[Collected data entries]
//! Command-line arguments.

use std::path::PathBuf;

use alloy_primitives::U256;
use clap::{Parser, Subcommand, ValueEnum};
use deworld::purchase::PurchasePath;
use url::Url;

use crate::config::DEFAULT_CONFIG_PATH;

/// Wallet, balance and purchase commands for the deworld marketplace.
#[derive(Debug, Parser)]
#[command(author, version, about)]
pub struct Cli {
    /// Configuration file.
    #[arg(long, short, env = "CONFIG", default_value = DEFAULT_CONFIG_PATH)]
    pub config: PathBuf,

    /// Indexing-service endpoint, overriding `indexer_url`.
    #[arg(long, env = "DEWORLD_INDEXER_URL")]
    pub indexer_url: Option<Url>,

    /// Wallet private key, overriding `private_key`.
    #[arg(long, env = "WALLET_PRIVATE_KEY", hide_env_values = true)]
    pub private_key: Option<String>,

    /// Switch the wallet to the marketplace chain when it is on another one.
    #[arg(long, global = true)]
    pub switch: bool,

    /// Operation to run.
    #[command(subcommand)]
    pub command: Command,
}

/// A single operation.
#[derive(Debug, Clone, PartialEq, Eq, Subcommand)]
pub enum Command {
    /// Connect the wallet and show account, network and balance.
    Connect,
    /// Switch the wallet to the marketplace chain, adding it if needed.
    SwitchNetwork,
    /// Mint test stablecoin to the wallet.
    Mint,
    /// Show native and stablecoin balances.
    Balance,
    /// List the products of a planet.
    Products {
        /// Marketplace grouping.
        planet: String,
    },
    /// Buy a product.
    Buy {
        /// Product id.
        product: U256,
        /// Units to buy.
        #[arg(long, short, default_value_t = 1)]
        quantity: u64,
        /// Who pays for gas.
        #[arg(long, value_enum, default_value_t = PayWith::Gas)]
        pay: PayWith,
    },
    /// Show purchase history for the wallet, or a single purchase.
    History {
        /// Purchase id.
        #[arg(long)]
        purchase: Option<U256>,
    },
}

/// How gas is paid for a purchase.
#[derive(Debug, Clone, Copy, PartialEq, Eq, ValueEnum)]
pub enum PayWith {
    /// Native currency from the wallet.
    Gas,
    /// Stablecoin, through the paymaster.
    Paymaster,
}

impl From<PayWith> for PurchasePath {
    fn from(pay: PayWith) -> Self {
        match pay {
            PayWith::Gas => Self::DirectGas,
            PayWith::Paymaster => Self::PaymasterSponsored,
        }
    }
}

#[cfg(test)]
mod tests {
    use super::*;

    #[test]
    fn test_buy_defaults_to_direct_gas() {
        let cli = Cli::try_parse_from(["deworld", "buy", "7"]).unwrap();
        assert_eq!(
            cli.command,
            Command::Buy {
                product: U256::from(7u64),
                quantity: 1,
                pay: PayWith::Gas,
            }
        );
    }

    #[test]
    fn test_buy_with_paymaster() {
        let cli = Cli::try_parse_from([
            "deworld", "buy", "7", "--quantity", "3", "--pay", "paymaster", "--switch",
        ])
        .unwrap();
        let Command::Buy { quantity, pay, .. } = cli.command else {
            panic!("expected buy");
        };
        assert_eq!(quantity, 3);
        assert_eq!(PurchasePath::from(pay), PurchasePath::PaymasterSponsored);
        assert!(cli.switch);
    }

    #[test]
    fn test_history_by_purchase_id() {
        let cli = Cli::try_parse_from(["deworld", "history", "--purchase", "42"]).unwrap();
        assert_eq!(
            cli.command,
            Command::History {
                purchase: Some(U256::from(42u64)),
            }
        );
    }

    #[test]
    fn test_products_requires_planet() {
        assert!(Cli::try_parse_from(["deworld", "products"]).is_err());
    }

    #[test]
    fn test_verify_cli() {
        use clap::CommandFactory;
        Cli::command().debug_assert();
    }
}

--

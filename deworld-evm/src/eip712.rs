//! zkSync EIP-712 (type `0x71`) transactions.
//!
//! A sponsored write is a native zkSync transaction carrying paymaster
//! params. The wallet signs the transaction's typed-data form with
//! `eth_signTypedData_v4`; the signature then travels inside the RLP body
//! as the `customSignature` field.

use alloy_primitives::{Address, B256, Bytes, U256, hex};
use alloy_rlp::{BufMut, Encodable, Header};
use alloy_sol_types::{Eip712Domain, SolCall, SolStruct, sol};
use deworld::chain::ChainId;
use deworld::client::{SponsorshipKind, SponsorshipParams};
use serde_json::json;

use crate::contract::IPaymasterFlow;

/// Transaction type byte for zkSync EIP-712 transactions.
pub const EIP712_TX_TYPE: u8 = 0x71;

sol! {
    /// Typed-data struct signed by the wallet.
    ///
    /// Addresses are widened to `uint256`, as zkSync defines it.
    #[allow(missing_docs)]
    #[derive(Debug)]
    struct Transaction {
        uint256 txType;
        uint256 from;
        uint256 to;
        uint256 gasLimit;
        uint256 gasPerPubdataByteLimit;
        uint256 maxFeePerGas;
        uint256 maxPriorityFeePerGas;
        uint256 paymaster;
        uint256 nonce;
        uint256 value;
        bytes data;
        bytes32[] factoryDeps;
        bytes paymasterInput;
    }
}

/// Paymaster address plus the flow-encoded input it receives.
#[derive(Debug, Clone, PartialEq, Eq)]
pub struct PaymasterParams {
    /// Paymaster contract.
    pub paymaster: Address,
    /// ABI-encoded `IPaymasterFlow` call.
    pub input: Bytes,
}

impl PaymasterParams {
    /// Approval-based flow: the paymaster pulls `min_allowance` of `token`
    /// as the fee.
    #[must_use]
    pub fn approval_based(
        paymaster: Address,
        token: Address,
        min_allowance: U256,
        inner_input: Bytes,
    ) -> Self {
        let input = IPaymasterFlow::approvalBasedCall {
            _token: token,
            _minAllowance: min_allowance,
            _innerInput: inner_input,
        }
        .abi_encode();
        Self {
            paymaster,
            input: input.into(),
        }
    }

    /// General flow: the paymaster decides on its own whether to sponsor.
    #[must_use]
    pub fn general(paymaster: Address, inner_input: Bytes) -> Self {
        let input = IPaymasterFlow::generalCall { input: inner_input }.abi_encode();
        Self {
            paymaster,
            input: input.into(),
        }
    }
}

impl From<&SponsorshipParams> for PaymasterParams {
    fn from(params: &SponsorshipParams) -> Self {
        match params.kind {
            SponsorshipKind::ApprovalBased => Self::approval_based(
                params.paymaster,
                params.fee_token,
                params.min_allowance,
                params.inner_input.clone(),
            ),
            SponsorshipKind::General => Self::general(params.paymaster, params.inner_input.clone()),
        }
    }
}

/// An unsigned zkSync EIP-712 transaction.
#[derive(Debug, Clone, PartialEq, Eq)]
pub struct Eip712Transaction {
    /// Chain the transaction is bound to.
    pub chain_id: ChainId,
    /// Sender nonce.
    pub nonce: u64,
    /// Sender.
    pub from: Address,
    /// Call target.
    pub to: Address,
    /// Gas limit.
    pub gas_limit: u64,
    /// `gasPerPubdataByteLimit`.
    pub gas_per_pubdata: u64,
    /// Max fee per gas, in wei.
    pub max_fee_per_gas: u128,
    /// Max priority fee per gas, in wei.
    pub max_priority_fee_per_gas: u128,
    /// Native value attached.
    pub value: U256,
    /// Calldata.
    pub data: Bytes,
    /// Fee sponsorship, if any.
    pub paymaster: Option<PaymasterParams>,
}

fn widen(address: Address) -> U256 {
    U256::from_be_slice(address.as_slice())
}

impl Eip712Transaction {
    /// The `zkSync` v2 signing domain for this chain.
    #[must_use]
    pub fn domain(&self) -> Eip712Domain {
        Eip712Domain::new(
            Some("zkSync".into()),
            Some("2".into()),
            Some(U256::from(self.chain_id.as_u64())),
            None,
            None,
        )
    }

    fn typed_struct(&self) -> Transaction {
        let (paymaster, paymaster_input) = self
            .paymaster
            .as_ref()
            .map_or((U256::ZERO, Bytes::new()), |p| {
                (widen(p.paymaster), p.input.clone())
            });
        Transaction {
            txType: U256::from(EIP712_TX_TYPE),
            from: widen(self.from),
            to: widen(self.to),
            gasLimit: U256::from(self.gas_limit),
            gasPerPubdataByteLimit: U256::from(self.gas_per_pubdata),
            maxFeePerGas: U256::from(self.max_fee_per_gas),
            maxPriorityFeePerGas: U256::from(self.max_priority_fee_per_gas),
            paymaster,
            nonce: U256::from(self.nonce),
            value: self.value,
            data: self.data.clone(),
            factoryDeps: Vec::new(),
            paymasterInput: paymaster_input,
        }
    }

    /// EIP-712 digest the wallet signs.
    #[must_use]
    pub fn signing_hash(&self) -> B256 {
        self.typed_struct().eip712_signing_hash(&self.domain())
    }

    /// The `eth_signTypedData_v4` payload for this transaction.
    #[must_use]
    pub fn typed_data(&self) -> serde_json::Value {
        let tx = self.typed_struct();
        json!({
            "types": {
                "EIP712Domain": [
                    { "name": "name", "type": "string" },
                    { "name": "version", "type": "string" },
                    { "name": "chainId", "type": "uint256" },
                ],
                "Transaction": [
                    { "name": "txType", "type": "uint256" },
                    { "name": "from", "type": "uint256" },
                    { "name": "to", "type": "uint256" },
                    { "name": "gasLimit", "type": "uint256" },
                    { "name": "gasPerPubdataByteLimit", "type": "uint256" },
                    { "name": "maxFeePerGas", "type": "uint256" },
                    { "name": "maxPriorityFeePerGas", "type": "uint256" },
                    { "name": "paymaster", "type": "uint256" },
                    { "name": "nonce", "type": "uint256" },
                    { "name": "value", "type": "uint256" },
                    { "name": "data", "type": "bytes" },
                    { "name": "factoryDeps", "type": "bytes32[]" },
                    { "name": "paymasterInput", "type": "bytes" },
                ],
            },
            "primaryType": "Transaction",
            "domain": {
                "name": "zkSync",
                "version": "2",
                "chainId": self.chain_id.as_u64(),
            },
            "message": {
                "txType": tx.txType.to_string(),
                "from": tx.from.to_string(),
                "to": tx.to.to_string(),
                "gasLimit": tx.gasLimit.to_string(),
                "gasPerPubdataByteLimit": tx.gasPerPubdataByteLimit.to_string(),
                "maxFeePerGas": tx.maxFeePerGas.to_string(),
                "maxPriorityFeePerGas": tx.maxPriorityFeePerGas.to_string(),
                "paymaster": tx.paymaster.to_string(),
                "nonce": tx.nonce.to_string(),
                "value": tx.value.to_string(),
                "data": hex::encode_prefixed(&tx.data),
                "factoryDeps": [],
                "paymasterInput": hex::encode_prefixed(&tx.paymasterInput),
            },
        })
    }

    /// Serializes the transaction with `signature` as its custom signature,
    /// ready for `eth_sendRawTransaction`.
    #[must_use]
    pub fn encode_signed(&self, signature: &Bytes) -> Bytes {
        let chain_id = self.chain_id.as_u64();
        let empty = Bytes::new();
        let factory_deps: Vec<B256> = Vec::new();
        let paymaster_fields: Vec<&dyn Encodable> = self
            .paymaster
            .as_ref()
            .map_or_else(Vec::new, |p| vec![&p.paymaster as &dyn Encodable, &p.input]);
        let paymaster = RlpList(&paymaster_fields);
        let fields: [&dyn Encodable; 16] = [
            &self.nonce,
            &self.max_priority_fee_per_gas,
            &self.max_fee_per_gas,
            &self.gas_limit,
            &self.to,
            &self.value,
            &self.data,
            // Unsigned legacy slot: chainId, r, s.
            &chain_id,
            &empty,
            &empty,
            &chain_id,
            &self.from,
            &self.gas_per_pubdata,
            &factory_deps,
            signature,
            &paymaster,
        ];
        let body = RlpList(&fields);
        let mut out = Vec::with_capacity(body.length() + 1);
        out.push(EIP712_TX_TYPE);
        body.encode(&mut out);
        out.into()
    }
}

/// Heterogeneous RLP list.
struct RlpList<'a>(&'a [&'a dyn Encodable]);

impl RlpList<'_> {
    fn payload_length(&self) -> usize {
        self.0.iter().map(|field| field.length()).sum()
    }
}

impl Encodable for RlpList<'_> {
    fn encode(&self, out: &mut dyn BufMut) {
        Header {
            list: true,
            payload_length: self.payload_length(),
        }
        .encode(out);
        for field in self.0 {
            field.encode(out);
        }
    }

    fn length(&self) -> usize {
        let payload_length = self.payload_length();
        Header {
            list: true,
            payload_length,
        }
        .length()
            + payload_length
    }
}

| Task to complete |
Show the lines from the data above that contain the string "usize".

| Exercise solution |
    fn payload_length(&self) -> usize {
    fn length(&self) -> usize {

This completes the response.